* _Task brief_: Every record is to be transcribed exactly as written.

* _The records_:
-- -- --

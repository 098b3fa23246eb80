use std::sync::atomic::{AtomicU64, Ordering};

/// Thread-safe counters exposed to the surrounding agent-state module.
///
/// All fields use `Relaxed` ordering: these are purely statistical counters
/// with no control-flow dependency and no happens-before relationship to
/// guard (unlike the ring's head/tail, which go through the queue's mutex).
#[derive(Debug, Default)]
pub struct Metrics {
    appends_accepted: AtomicU64,
    appends_dropped: AtomicU64,
    pops: AtomicU64,
    resizes: AtomicU64,
    resize_failures: AtomicU64,
    messages_freed_by_destroy: AtomicU64,
}

impl Metrics {
    /// Creates a fresh, zeroed set of counters.
    #[must_use]
    pub fn new() -> Self {
        Self::default()
    }

    pub(crate) fn record_accepted(&self) {
        self.appends_accepted.fetch_add(1, Ordering::Relaxed);
    }

    pub(crate) fn record_dropped(&self) {
        self.appends_dropped.fetch_add(1, Ordering::Relaxed);
    }

    pub(crate) fn record_pop(&self) {
        self.pops.fetch_add(1, Ordering::Relaxed);
    }

    pub(crate) fn record_resize(&self) {
        self.resizes.fetch_add(1, Ordering::Relaxed);
    }

    pub(crate) fn record_resize_failure(&self) {
        self.resize_failures.fetch_add(1, Ordering::Relaxed);
    }

    pub(crate) fn record_freed_by_destroy(&self, count: u64) {
        self.messages_freed_by_destroy
            .fetch_add(count, Ordering::Relaxed);
    }

    /// Total number of appends that were accepted into the ring.
    #[must_use]
    pub fn appends_accepted(&self) -> u64 {
        self.appends_accepted.load(Ordering::Relaxed)
    }

    /// Total number of appends rejected because the queue was full.
    #[must_use]
    pub fn appends_dropped(&self) -> u64 {
        self.appends_dropped.load(Ordering::Relaxed)
    }

    /// Total number of messages popped by the dispatcher.
    #[must_use]
    pub fn pops(&self) -> u64 {
        self.pops.load(Ordering::Relaxed)
    }

    /// Total number of successful capacity growths.
    #[must_use]
    pub fn resizes(&self) -> u64 {
        self.resizes.load(Ordering::Relaxed)
    }

    /// Total number of failed growth attempts (allocation failure).
    #[must_use]
    pub fn resize_failures(&self) -> u64 {
        self.resize_failures.load(Ordering::Relaxed)
    }

    /// Total number of messages released by [`Queue::destroy`](crate::Queue::destroy).
    #[must_use]
    pub fn messages_freed_by_destroy(&self) -> u64 {
        self.messages_freed_by_destroy.load(Ordering::Relaxed)
    }

    /// `appends_attempted = appends_accepted + appends_dropped`.
    #[must_use]
    pub fn appends_attempted(&self) -> u64 {
        self.appends_accepted() + self.appends_dropped()
    }
}

#[cfg(test)]
mod tests {
    use super::*;

    #[test]
    fn attempted_sums_accepted_and_dropped() {
        let m = Metrics::new();
        m.record_accepted();
        m.record_accepted();
        m.record_dropped();
        assert_eq!(m.appends_attempted(), 3);
        assert_eq!(m.appends_accepted(), 2);
        assert_eq!(m.appends_dropped(), 1);
    }
}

-- -- --

* _Written response_:
repository 098b3fa23246eb80
use std::sync::atomic::{AtomicU64, Ordering};

/// Thread-safe counters exposed to the surrounding agent-state module.
///
/// All fields use `Relaxed` ordering: these are purely statistical counters
/// with no control-flow dependency and no happens-before relationship to
/// guard (unlike the ring's head/tail, which go through the queue's mutex).
#[derive(Debug, Default)]
pub struct Metrics {
    appends_accepted: AtomicU64,
    appends_dropped: AtomicU64,
    pops: AtomicU64,
    resizes: AtomicU64,
    resize_failures: AtomicU64,
    messages_freed_by_destroy: AtomicU64,
}

impl Metrics {
    /// Creates a fresh, zeroed set of counters.
    #[must_use]
    pub fn new() -> Self {
        Self::default()
    }

    pub(crate) fn record_accepted(&self) {
        self.appends_accepted.fetch_add(1, Ordering::Relaxed);
    }

    pub(crate) fn record_dropped(&self) {
        self.appends_dropped.fetch_add(1, Ordering::Relaxed);
    }

    pub(crate) fn record_pop(&self) {
        self.pops.fetch_add(1, Ordering::Relaxed);
    }

    pub(crate) fn record_resize(&self) {
        self.resizes.fetch_add(1, Ordering::Relaxed);
    }

    pub(crate) fn record_resize_failure(&self) {
        self.resize_failures.fetch_add(1, Ordering::Relaxed);
    }

    pub(crate) fn record_freed_by_destroy(&self, count: u64) {
        self.messages_freed_by_destroy
            .fetch_add(count, Ordering::Relaxed);
    }

    /// Total number of appends that were accepted into the ring.
    #[must_use]
    pub fn appends_accepted(&self) -> u64 {
        self.appends_accepted.load(Ordering::Relaxed)
    }

    /// Total number of appends rejected because the queue was full.
    #[must_use]
    pub fn appends_dropped(&self) -> u64 {
        self.appends_dropped.load(Ordering::Relaxed)
    }

    /// Total number of messages popped by the dispatcher.
    #[must_use]
    pub fn pops(&self) -> u64 {
        self.pops.load(Ordering::Relaxed)
    }

    /// Total number of successful capacity growths.
    #[must_use]
    pub fn resizes(&self) -> u64 {
        self.resizes.load(Ordering::Relaxed)
    }

    /// Total number of failed growth attempts (allocation failure).
    #[must_use]
    pub fn resize_failures(&self) -> u64 {
        self.resize_failures.load(Ordering::Relaxed)
    }

    /// Total number of messages released by [`Queue::destroy`](crate::Queue::destroy).
    #[must_use]
    pub fn messages_freed_by_destroy(&self) -> u64 {
        self.messages_freed_by_destroy.load(Ordering::Relaxed)
    }

    /// `appends_attempted = appends_accepted + appends_dropped`.
    #[must_use]
    pub fn appends_attempted(&self) -> u64 {
        self.appends_accepted() + self.appends_dropped()
    }
}

#[cfg(test)]
mod tests {
    use super::*;

    #[test]
    fn attempted_sums_accepted_and_dropped() {
        let m = Metrics::new();
        m.record_accepted();
        m.record_accepted();
        m.record_dropped();
        assert_eq!(m.appends_attempted(), 3);
        assert_eq!(m.appends_accepted(), 2);
        assert_eq!(m.appends_dropped(), 1);
    }
}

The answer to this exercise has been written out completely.